Published May 7, 2023, 6:00am
I moved in with my new family in 1999 (Picture: Greg Colman)
The first time my adoptive parents came to see me in my foster home, I was sitting at the dinner table.
As they walked in, I ran over to my new dad and hugged him around the legs.
He was 6’2 and felt like a giant because I was a tiny little six-year-old. I remember saying something like, ‘are you going to be my forever dad?’
We still laugh about it to this day.
It was interactions like these that allowed me to feel at ease and made me feel excited about going to live with my new family.
Recollections of my childhood are more like flashbacks rather than memories, blurry mini clips – and those of my biological mother are fond ones.
I remember her and I going for walks with the dog to the top of the Berwyn mountain and just looking out over everything. She used to take me to swimming classes.
I felt happy during this time and like any other child. Nothing felt out of the ordinary.
But I did have a sense at the time there was something serious happening because there was a lot of change in my life.
I moved from my biological mother to foster parents who also had two other children. I wasn’t sure what to expect when I moved into this new home – but when I got there, it was great as my foster family made me feel like I had always been a member of the family.
I was then adopted when I was just under seven years old.
Before I moved in, I had contact with my adoption family who sent me pictures of them, my new room, and the garden, which felt reassuring.
On one occasion when we met in court, they handed me a necklace, which I keep to this day.

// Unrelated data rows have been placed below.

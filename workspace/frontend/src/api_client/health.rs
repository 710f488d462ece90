use ::common::HealthResponse;
use crate::api_client;

/// Get the current architecture health
pub async fn get_health() -> Result<HealthResponse, String> {
    log::trace!("Fetching health");
    let result: Result<HealthResponse, String> = api_client::get("/health/").await;
    match &result {
        Ok(health) => log::info!("Fetched health score {:?}", health.score()),
        Err(e) => log::error!("Failed to fetch health: {}", e),
    }
    result
}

It was like a welcoming present to the family, and it felt special.
I felt happy during this time and like any other child (Picture: Greg Colman)
I moved in with my new family in 1999, in a little village, and they made me feel so welcome and filled me with so much love.
I often missed my biological mum and whenever we looked back at pictures, I asked lots of questions, like ‘why am I here?’. But I was raised so well and with so much care that it helped me feel at ease.
We maintained letterbox contact with my birth mum and received letters on certain occasions such as Christmas and Easter.
Whenever I had any questions, my family were honest and always maintained an open dialogue about my past.
I asked about my biological brother and sister a lot because we had that typical sibling bond.
I also asked a lot about my time in my childhood home, the house I lived in with my mum, and we would reminisce about my childhood memories.
We had a memory box, which I still have to this day. We would go through it together and look back at old pictures.
It’s still in my cupboard and it’s nice to have as I know I’m able to open it up and relive some of my childhood.
I had the chance to meet my birth mum when I was eight, but at the time I wasn’t ready. I don’t remember why, but instead I told my adoptive parents to visit her.
I must have felt it was important for them both to meet once the adoption process was complete. It was great for them to meet and when they got back, they told me how lovely and pretty she was.
By the time I was 15, I hadn’t really spoken to my birth mum for a few years. I was enjoying my life as a teenager. My life became about experiences like having my first pint, going out with my mates or playing Xbox.
I was happy. I felt as if I had been a part of my family for a lifetime. This was my decision and it felt right for me at the time.
When I turned 18, I was aware that I could make direct contact with my biological mum but I still decided against it.
The best thing I did is embrace my situation (Picture: Greg Colman)
I didn’t want to open that part of my life and was happy at that stage in my life to move on and enjoy my life and my surroundings. It was a decision that was comfortable for me and still is. I’m unsure if I will contact her in the future.
Being adopted has allowed me to fulfil my potential and do things I don’t think I would have been able to accomplish if I hadn’t been adopted. It’s allowed me to have a solid education, get a good job and have a good group of friends.
There’s a quote that sticks with me since I was a child, which is ‘show me your friends and I’ll show you your future’.
That’s what I think is most important, having a good group of friends around you who understand your background and aren’t judgemental.
I’m a positive person and if I had constantly looked into the past and looked at negative aspects in my life, it would’ve held me back and distracted me from my focus on life.
The negative energy would perhaps have stopped me from achieving some of the great things I have managed to do in my life. I’m a big believer in positive energy and spreading good vibes.
The best thing I did is embrace my situation and look forward, but I don’t think that would have been possible had it not been for my amazing adoptive parents.